In the case of the thin target, the thin_flush method will commit the
backing pool's metadata.
Doing so avoids a deadlock that has been observed with the following
sequence (as can be triggered via "dmsetup remove_all"):
- IO is issued to a thin device, thin device is closed
- pool's metadata device is suspended before the pool is
- because the pool still has outstanding IO we deadlock because the
pool's metadata device is suspended
Signed-off-by: Mike Snitzer<snitzer redhat com>
Cc: stable vger kernel org
I'd say --- don't do this sequence.
Device mapper generally expects that devices are suspended top-down ---
i.e. you should first suspend the thin device and then suspend its
underlying data and metadata device. If you violate this sequence and
suspend bottom-up, you get deadlocks.
For example, if dm-mirror is resynchronizing and you suspend the
underlying leg or log volume and then suspend dm-mirror, you get a
deadlock.
If dm-snapshot is merging and you suspend the underlying snapshot or
origin volume and then suspend snapshot-merget target, you get a deadlock.

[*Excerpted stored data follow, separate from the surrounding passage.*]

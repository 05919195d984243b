//! Test stand-in for a WebSocket session: records every event the relay sends it.
use actix::prelude::*;
use uuid::Uuid;

use crate::server::relay::RelayServer;
use crate::server::relay::messages::{Connect, ConnectionCount, ConnectionId, ServerEvent};

#[derive(Default)]
pub struct Probe {
    received: Vec<ServerEvent>,
}

impl Actor for Probe {
    type Context = Context<Self>;
}

impl Handler<ServerEvent> for Probe {
    type Result = ();

    fn handle(&mut self, msg: ServerEvent, _: &mut Context<Self>) -> Self::Result {
        self.received.push(msg);
    }
}

#[derive(Message)]
#[rtype(result = "Vec<ServerEvent>")]
pub struct TakeReceived;

impl Handler<TakeReceived> for Probe {
    type Result = MessageResult<TakeReceived>;

    fn handle(&mut self, _: TakeReceived, _: &mut Context<Self>) -> Self::Result {
        MessageResult(std::mem::take(&mut self.received))
    }
}

#[derive(Message)]
#[rtype(result = "()")]
pub struct StopProbe;

impl Handler<StopProbe> for Probe {
    type Result = ();

    fn handle(&mut self, _: StopProbe, ctx: &mut Context<Self>) -> Self::Result {
        ctx.stop();
    }
}

/// Starts a probe and registers it with the relay under a fresh id.
pub async fn connect_probe(relay: &Addr<RelayServer>) -> (ConnectionId, Addr<Probe>) {
    let id = Uuid::new_v4();
    let probe = Probe::default().start();
    relay.do_send(Connect { id, addr: probe.clone().recipient() });
    relay.send(ConnectionCount).await.unwrap();
    (id, probe)
}

/// Everything the probe received so far.
///
/// The `ConnectionCount` round-trip guarantees the relay handled every message
/// queued before this call, so its fan-out is already in the probe's mailbox.
pub async fn drain(relay: &Addr<RelayServer>, probe: &Addr<Probe>) -> Vec<ServerEvent> {
    relay.send(ConnectionCount).await.unwrap();
    probe.send(TakeReceived).await.unwrap()
}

These are not bugs in dm-mirror or dm-snapshot, this is expected behavior.
Userspace shouldn't do any bottom-up suspend sequence.

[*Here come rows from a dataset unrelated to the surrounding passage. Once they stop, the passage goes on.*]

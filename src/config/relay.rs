/// Relay listener configuration.
/// 
/// The port must match the server URL configured on the board clients.
pub const PORT: u16 = 3000;

/// Interface the HTTP server binds to (all interfaces, so LAN clients can reach it).
pub const HOST: &str = "0.0.0.0";

/// Path of the WebSocket endpoint board clients connect to.
pub const WS_PATH: &str = "/ws";

/// Largest WebSocket frame accepted from a client, in bytes (Socket.IO's 1 MB default).
pub const MAX_FRAME_SIZE: usize = 1_000_000;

In the same sense, if you suspend the underlying data or metadata pool and
then suspend dm-thin, you get a deadlock too. Fix userspace so that it
doesn't do it.
Yeah, I agree. I told Zdenek it'd be best to just not do it.
'dmsetup remove_all' is a dumb command that invites these deadlocks when
more sophisticated stacking is being used.
But all said, in general I don't have a problem with triggering a target
specific "flush" on device close.
(Though the implementation of thin_flush could be made more
intelligent... as is we can see a pretty good storm of redundant
metadata commits if 100s of thin devices are closed simultaneously --
creating pmd->root_lock write lock contention).